I use 645, 35mm and DX formats plus a handy little digital compact that shoots RAW files. I’ve experimented with non-lens photography - do ask!
I first worked in a monochrome/silver wet darkroom at age 7, helping my Father with scientific prints; I’ve used colour negative materials since age 21 and digital since 2005. I use Photoshop (Adobe) and Photopaint (Corel).
Blencathra (868 m.) ridged with snow on the first day of what the meteorologists call Spring.
My own point of view and not a drone shot: my viewing position is a front row seat on the top deck of the X5 double-decker bus from Penrith.
Blencathra is also known as Saddleback or Hammerhead.

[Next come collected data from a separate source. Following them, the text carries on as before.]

/// Client-side validation failures, shown inline and never submitted.
#[derive(Debug, Clone, PartialEq, Eq, Error)]
pub enum AmountError {
    #[error("Not a number")]
    NotANumber,
    #[error("Must be a positive amount")]
    NotPositive,
    #[error("Amount is too large")]
    TooLarge,
    #[error("Cannot withdraw less than {} bits", format_bits(*min))]
    BelowMinimum { min: u64 },
}

/// How much to withdraw, in smallest currency units.
#[derive(Debug, Clone, Copy, PartialEq, Eq)]
pub enum DivestAmount {
    Exact(u64),
    /// The "withdraw everything" sentinel, entered as `*`.
    All,
}

impl DivestAmount {
    /// The value that goes on the wire. `All` maps to the maximum
    /// representable amount; the server clamps it to the actual balance.
    pub fn base_units(self) -> u64 {
        match self {
            DivestAmount::Exact(units) => units,
            DivestAmount::All => u64::MAX,
        }
    }
}

/// One submission attempt. Transient; rebuilt from the form on every submit.
#[derive(Debug, Clone, PartialEq, Eq)]
pub struct DivestRequest {
    pub amount: DivestAmount,
    /// Secondary offsite amount from the advanced fields. Collected for
    /// display parity with the server's accounting; not part of the RPC.
    pub offsite: u64,
}

impl DivestRequest {
    pub fn confirm_message(&self) -> String {
        let formatted = match self.amount {
            DivestAmount::All => "all your".to_string(),
            DivestAmount::Exact(units) => format_bits(units),
        };
        format!(
            "Are you sure you want to remove {} bits from the bankroll?",
            formatted
        )
    }
}

/// Parse raw amount text. `*` bypasses numeric validation entirely; anything
/// else must be a positive number of bits no smaller than `min_divest`
/// (given in base units).
pub fn parse_amount(text: &str, min_divest: u64) -> Result<DivestAmount, AmountError> {
    let trimmed = text.trim();
    if trimmed == "*" {
        return Ok(DivestAmount::All);
    }

    let bits: f64 = trimmed.parse().map_err(|_| AmountError::NotANumber)?;
    if !bits.is_finite() || bits <= 0.0 {
        return Err(AmountError::NotPositive);
    }

    let base = (bits * BITS_SCALE as f64).round();
    if base >= u64::MAX as f64 {
        return Err(AmountError::TooLarge);
    }
    let base = base as u64;
    if base < min_divest {
        return Err(AmountError::BelowMinimum { min: min_divest });
    }
    Ok(DivestAmount::Exact(base))
}

/// The user-facing yes/no prompt shown before anything touches the network.
#[cfg_attr(test, automock)]
#[async_trait]
pub trait Confirm: Send + Sync {
    async fn confirm(&self, message: &str) -> bool;
}

/// Where the submission currently stands, published for the view.
#[derive(Debug, Clone, Copy, PartialEq, Eq, Default)]
pub enum DivestPhase {
    #[default]
    Idle,
    Submitting,
    /// Waiting for the current game to end before resubmitting.
    Blocking,
}

/// Terminal result of one protocol run.
#[derive(Debug, Clone, PartialEq, Eq)]
pub enum DivestOutcome {
    /// The server accepted the withdrawal; caller navigates home.
    Completed,
    /// The user declined the confirmation prompt. No RPC was issued.
    Declined,
    /// The view was torn down; no further state may be touched.
    Cancelled,
    /// Unexpected rejection, carrying the raw error text for the
    /// notification feed.
    Failed(String),
}

/// Run one withdrawal end to end: confirm, submit, and retry across
/// `NOT_IN_BETWEEN_GAMES` rejections until the server settles it.
///
/// Invariants: at most one divest RPC is in flight at a time, and each
/// blocking episode consumes exactly one `GameEnded` delivery. The event
/// subscription is scoped to the episode and dropped on every exit path.
pub async fn run_divest(
    session: Arc<dyn Session>,
    confirm: Arc<dyn Confirm>,
    request: DivestRequest,
    phase: watch::Sender<DivestPhase>,
    cancel: CancellationToken,
) -> DivestOutcome {
    let message = request.confirm_message();
    let _ = phase.send(DivestPhase::Submitting);

    let accepted = tokio::select! {
        _ = cancel.cancelled() => return DivestOutcome::Cancelled,
        accepted = confirm.confirm(&message) => accepted,
    };
    if !accepted {
        let _ = phase.send(DivestPhase::Idle);
        return DivestOutcome::Declined;
    }

    // The payload is fixed here; retries must submit the identical amount.
    let amount = request.amount.base_units();

    loop {
        let _ = phase.send(DivestPhase::Submitting);

        let result = tokio::select! {
            _ = cancel.cancelled() => return DivestOutcome::Cancelled,
            result = session.divest(amount) => result,
        };

        match result {
            Ok(()) => {
                let _ = phase.send(DivestPhase::Idle);
                return DivestOutcome::Completed;
            }
            Err(ApiError::NotInBetweenGames) => {
                // Subscribe before announcing Blocking so a prompt game end
                // cannot slip between the two.
                let mut events = session.events();
                let _ = phase.send(DivestPhase::Blocking);
                tracing::info!("Divest blocked by a running game; waiting for it to end");

                loop {
                    tokio::select! {
                        _ = cancel.cancelled() => return DivestOutcome::Cancelled,
                        event = events.recv() => match event {
                            Ok(SessionEvent::GameEnded) => break,
                            Ok(_) => continue,
                            Err(broadcast::error::RecvError::Lagged(skipped)) => {
                                tracing::warn!("Event feed lagged by {} while blocking", skipped);
                                continue;
                            }
                            Err(broadcast::error::RecvError::Closed) => {
                                let _ = phase.send(DivestPhase::Idle);
                                return DivestOutcome::Failed("event feed closed".to_string());
                            }
                        },
                    }
                }
                // Receiver drops here; the next episode gets a fresh one.
            }
            Err(err) => {
                let _ = phase.send(DivestPhase::Idle);
                tracing::error!("Unexpected server error: {}", err);
                return DivestOutcome::Failed(err.to_string());
            }
        }
    }
}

Haywards Heath is the archetypical railway town of BR Southern Region, Metroland in Sussex, but without John Betjeman’s poetic endorsement. Haywards Heath has a bustling main street where Arts and Crafts, Deco and Modernist buildings mingle with more recent offices. I see references to both London Town and Sussex Village architecture.
Candy floss dawn on Skiddaw (931 m.), viewed from Keswick.
Visual exploration of the water in the gorge of the River Greta after some rain in the past 48 hours on the fells upstream. There’s plenty of water flowing but the river isn’t roaring and “angry” - the river level is within the “normal” range.
More photos: Water in Greta Gorge - Lake District National Park
Spectacular sunset and the dockyard where they build Britain’s nuclear-powered submarines in Barrow in Furness, Cumbria.
I find there’s something disquieting about the juxtaposition in this view, even before you know the huge concrete buildings are the silos where they build the nuclear-powered submarines.